Comme prévu, les Algériens sont sortis en masse en ce 1er Novembre béni pour proclamer une volonté de changement manifeste. Les Algériens ont voulu célébrer cet anniversaire à leur manière. Avec l’ardeur qui cadre avec le moment. Une phase transitoire délicate qui requiert lucidité et courage. L’Algérie semble irrémédiablement dans une dynamique qui déterminera irrémédiablement son avenir. La difficulté à emprunter un passage salvateur est, en effet, singulière. Et devrait irrémédiablement nécessiter l’élan patriotique, notable hier dans les rues d’Alger et d’autres villes du pays.

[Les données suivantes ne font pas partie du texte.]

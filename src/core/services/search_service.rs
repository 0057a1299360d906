use crate::domain::Transaction;

/// Field-by-field, case-insensitive substring search over transactions.
pub struct SearchService;

impl SearchService {
    /// Keeps the transactions matching `query`, preserving order.
    pub fn filter<'a, I>(transactions: I, query: &str) -> Vec<&'a Transaction>
    where
        I: IntoIterator<Item = &'a Transaction>,
    {
        let needle = normalize(query);
        transactions
            .into_iter()
            .filter(|txn| matches_normalized(txn, &needle))
            .collect()
    }

    /// True when any searchable field of `transaction` contains `query`.
    /// An empty query matches everything; whitespace is matched as typed.
    pub fn matches(transaction: &Transaction, query: &str) -> bool {
        matches_normalized(transaction, &normalize(query))
    }
}

fn normalize(query: &str) -> String {
    query.to_lowercase()
}

fn matches_normalized(txn: &Transaction, needle: &str) -> bool {
    if needle.is_empty() {
        return true;
    }
    searchable_fields(txn).any(|field| field.to_lowercase().contains(needle))
}

/// Text forms of the fields a user can search by. Amounts are offered both as
/// written (`12.5`) and with cents (`12.50`).
fn searchable_fields(txn: &Transaction) -> impl Iterator<Item = String> + '_ {
    let fixed = [
        txn.id.to_string(),
        txn.semester_id.to_string(),
        txn.category.clone(),
        txn.description.clone(),
        txn.date.format("%Y-%m-%d").to_string(),
        format!("{}", txn.amount),
        format!("{:.2}", txn.amount),
    ];
    let notes = txn.notes.iter().cloned();
    let metadata = txn.metadata.values().filter_map(|value| match value {
        serde_json::Value::String(text) => Some(text.clone()),
        serde_json::Value::Number(number) => Some(number.to_string()),
        serde_json::Value::Bool(flag) => Some(flag.to_string()),
        _ => None,
    });
    fixed.into_iter().chain(notes).chain(metadata)
}
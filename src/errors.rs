use std::fmt;
use std::result::Result as StdResult;

use thiserror::Error;

/// Error type shared by the remote client, the cache, and the session controller.
#[derive(Debug, Error)]
pub enum DashboardError {
    #[error("Network error: {0}")]
    Network(String),
    #[error("Validation failed: {0}")]
    Validation(String),
    #[error("Not found: {0}")]
    NotFound(String),
    #[error("Configuration error: {0}")]
    Config(String),
}

pub type Result<T> = StdResult<T, DashboardError>;

/// Payload-free discriminant of [`DashboardError`].
#[derive(Debug, Clone, Copy, PartialEq, Eq)]
pub enum ErrorKind {
    Network,
    Validation,
    NotFound,
    Config,
}

impl fmt::Display for ErrorKind {
    fn fmt(&self, f: &mut fmt::Formatter<'_>) -> fmt::Result {
        let label = match self {
            ErrorKind::Network => "network",
            ErrorKind::Validation => "validation",
            ErrorKind::NotFound => "not-found",
            ErrorKind::Config => "config",
        };
        f.write_str(label)
    }
}

impl DashboardError {
    pub fn kind(&self) -> ErrorKind {
        match self {
            DashboardError::Network(_) => ErrorKind::Network,
            DashboardError::Validation(_) => ErrorKind::Validation,
            DashboardError::NotFound(_) => ErrorKind::NotFound,
            DashboardError::Config(_) => ErrorKind::Config,
        }
    }

    /// Maps a non-2xx HTTP status onto the error taxonomy.
    pub fn from_status(status: u16, body: &str) -> Self {
        let detail = if body.trim().is_empty() {
            format!("backend responded with status {status}")
        } else {
            format!("backend responded with status {status}: {}", body.trim())
        };
        match status {
            404 => DashboardError::NotFound(detail),
            400 | 422 => DashboardError::Validation(detail),
            _ => DashboardError::Network(detail),
        }
    }
}

impl From<reqwest::Error> for DashboardError {
    fn from(err: reqwest::Error) -> Self {
        DashboardError::Network(err.to_string())
    }
}

impl From<serde_json::Error> for DashboardError {
    fn from(err: serde_json::Error) -> Self {
        DashboardError::Network(format!("malformed payload: {err}"))
    }
}

impl From<std::io::Error> for DashboardError {
    fn from(err: std::io::Error) -> Self {
        DashboardError::Config(err.to_string())
    }
}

Quitte à passer par des moments difficiles. Le mouvement de contestation est bien une lame de fond profonde et non pas « quelques éléments » en mal d’activité. Il faudrait bien, un jour, en convenir et adjoindre cette réalité à l’équation pour une solution durable. Les anniversaires historiques sont devenus des véritables moments de communion populaire. On ne peut nier l’évidence, le Hirak arrive à mobiliser et les forces symboliques de l’Histoire ne font qu’exacerber ces sentiments patriotiques.

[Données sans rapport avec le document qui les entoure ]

#![allow(dead_code)]

use std::{
    collections::{HashMap, HashSet},
    sync::{Arc, Mutex, MutexGuard},
};

use chrono::NaiveDate;
use semester_core::{
    core::clock::FixedClock,
    domain::{Semester, SemesterDraft, SemesterId, SemesterUpdate, Transaction},
    remote::RemoteStore,
    DashboardError, Result, Session,
};

/// Remote operations the double can be told to fail.
#[derive(Debug, Clone, Copy, PartialEq, Eq, Hash)]
pub enum Op {
    ListSemesters,
    CreateSemester,
    UpdateSemester,
    DeleteSemester,
    ListTransactions,
    UpdateTransaction,
}

/// A recorded remote call with the identifier or name it targeted.
#[derive(Debug, Clone, PartialEq, Eq)]
pub enum Call {
    ListSemesters,
    CreateSemester(String),
    UpdateSemester(String),
    DeleteSemester(String),
    ListTransactions(String),
    UpdateTransaction(String),
}

#[derive(Default)]
struct State {
    semesters: Vec<Semester>,
    transactions: HashMap<SemesterId, Vec<Transaction>>,
    calls: Vec<Call>,
    failing: HashSet<Op>,
    created: u32,
}

/// In-memory backend shared between the test and the session under test.
#[derive(Clone, Default)]
pub struct MockStore {
    state: Arc<Mutex<State>>,
}

impl MockStore {
    pub fn new() -> Self {
        Self::default()
    }

    pub fn with_semester(self, semester: Semester, transactions: Vec<Transaction>) -> Self {
        {
            let mut state = self.lock();
            state.transactions.insert(semester.id.clone(), transactions);
            state.semesters.push(semester);
        }
        self
    }

    pub fn fail(&self, op: Op) {
        self.lock().failing.insert(op);
    }

    pub fn recover(&self, op: Op) {
        self.lock().failing.remove(&op);
    }

    pub fn calls(&self) -> Vec<Call> {
        self.lock().calls.clone()
    }

    pub fn clear_calls(&self) {
        self.lock().calls.clear();
    }

    pub fn boxed(&self) -> Box<dyn RemoteStore> {
        Box::new(self.clone())
    }

    fn lock(&self) -> MutexGuard<'_, State> {
        self.state.lock().expect("mock store state")
    }

    fn record(&self, call: Call, op: Op) -> Result<MutexGuard<'_, State>> {
        let mut state = self.lock();
        state.calls.push(call);
        if state.failing.contains(&op) {
            return Err(DashboardError::Network(format!("simulated outage in {op:?}")));
        }
        Ok(state)
    }
}

impl RemoteStore for MockStore {
    fn list_semesters(&self) -> Result<Vec<Semester>> {
        let state = self.record(Call::ListSemesters, Op::ListSemesters)?;
        Ok(state.semesters.clone())
    }

    fn create_semester(&self, draft: &SemesterDraft) -> Result<Semester> {
        let mut state = self.record(
            Call::CreateSemester(draft.name.clone()),
            Op::CreateSemester,
        )?;
        state.created += 1;
        let mut semester = Semester::new(
            format!("new-{}", state.created),
            draft.name.clone(),
            draft.date,
        );
        semester.starting_capital = draft.starting_capital;
        semester.active_house_size = draft.active_house_size;
        semester.insurance_cost = draft.insurance_cost;
        state.semesters.push(semester.clone());
        Ok(semester)
    }

    fn update_semester(&self, id: &SemesterId, changes: &SemesterUpdate) -> Result<Semester> {
        let mut state = self.record(Call::UpdateSemester(id.to_string()), Op::UpdateSemester)?;
        let semester = state
            .semesters
            .iter_mut()
            .find(|semester| &semester.id == id)
            .ok_or_else(|| DashboardError::NotFound(format!("semester `{id}`")))?;
        if let Some(name) = &changes.name {
            semester.name = name.clone();
        }
        if let Some(value) = changes.starting_capital {
            semester.starting_capital = value;
        }
        if let Some(value) = changes.current_capital {
            semester.current_capital = Some(value);
        }
        if let Some(value) = changes.active_house_size {
            semester.active_house_size = value;
        }
        if let Some(value) = changes.insurance_cost {
            semester.insurance_cost = value;
        }
        Ok(semester.clone())
    }

    fn delete_semester(&self, id: &SemesterId) -> Result<()> {
        let mut state = self.record(Call::DeleteSemester(id.to_string()), Op::DeleteSemester)?;
        let before = state.semesters.len();
        state.semesters.retain(|semester| &semester.id != id);
        if state.semesters.len() == before {
            return Err(DashboardError::NotFound(format!("semester `{id}`")));
        }
        state.transactions.remove(id);
        Ok(())
    }

    fn list_transactions(&self, semester_id: &SemesterId) -> Result<Vec<Transaction>> {
        let state = self.record(
            Call::ListTransactions(semester_id.to_string()),
            Op::ListTransactions,
        )?;
        Ok(state.transactions.get(semester_id).cloned().unwrap_or_default())
    }

    fn update_transaction(&self, transaction: &Transaction) -> Result<Transaction> {
        let mut state = self.record(
            Call::UpdateTransaction(transaction.id.to_string()),
            Op::UpdateTransaction,
        )?;
        let slot = state
            .transactions
            .get_mut(&transaction.semester_id)
            .and_then(|list| list.iter_mut().find(|txn| txn.id == transaction.id))
            .ok_or_else(|| {
                DashboardError::NotFound(format!("transaction `{}`", transaction.id))
            })?;
        *slot = transaction.clone();
        Ok(transaction.clone())
    }
}

pub fn date() -> NaiveDate {
    NaiveDate::from_ymd_opt(2024, 9, 1).expect("valid date")
}

pub fn semester(id: &str, name: &str) -> Semester {
    Semester::new(id, name, date())
}

pub fn txn(id: &str, semester: &str, amount: f64, category: &str) -> Transaction {
    Transaction::new(id, semester, amount, category, date())
}

/// Two semesters: `s1` with a dues payment and an unregistered expense, `s2` with one event.
pub fn two_semester_store() -> MockStore {
    MockStore::new()
        .with_semester(
            semester("s1", "Fall 2024").with_capital(1000.0, Some(1080.0)),
            vec![
                txn("t1", "s1", 100.0, "Dues").with_description("September dues"),
                txn("t2", "s1", -20.0, "Snacks").with_description("Chips for chapter"),
            ],
        )
        .with_semester(
            semester("s2", "Spring 2025"),
            vec![txn("t3", "s2", -75.0, "Event").with_description("Formal deposit")],
        )
}

pub fn session_for(store: &MockStore) -> Session {
    Session::new(store.boxed()).with_clock(Box::new(FixedClock(
        NaiveDate::from_ymd_opt(2025, 1, 13).expect("valid date"),
    )))
}

pub fn id(raw: &str) -> SemesterId {
    SemesterId::new(raw)
}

Les Algériens qui aspirent à un changement légitime observent cette situation avec flegme. Et autant d’interrogations.
La construction d’une Algérie telle que la conçoit le peuple semble inéluctable. Le mouvement populaire dans la rue, voilà plus de huit mois, exige le changement. Il s’agit seulement de regagner une confiance instinctivement perdue. Il est probablement temps de s’armer de clairvoyance et de vaillance politique pour faire sortir le pays du danger qui le guette. Et entamer l’inéluctable processus de changement et prendre autant de temps qu’il faudrait. Avec la participation de tous. Il est irrémédiable que l’Algérie a changé. Il est vain de chercher à ignorer cette évidence. Visible chaque vendredi. Il faudrait s’en tenir, une fois n’est pas coutume, au devoir d’accompagner l’élan d’un peuple qui tend à un dessein à la mesure de sa cohésion retrouvée, un élan à l’évidence irrépressible.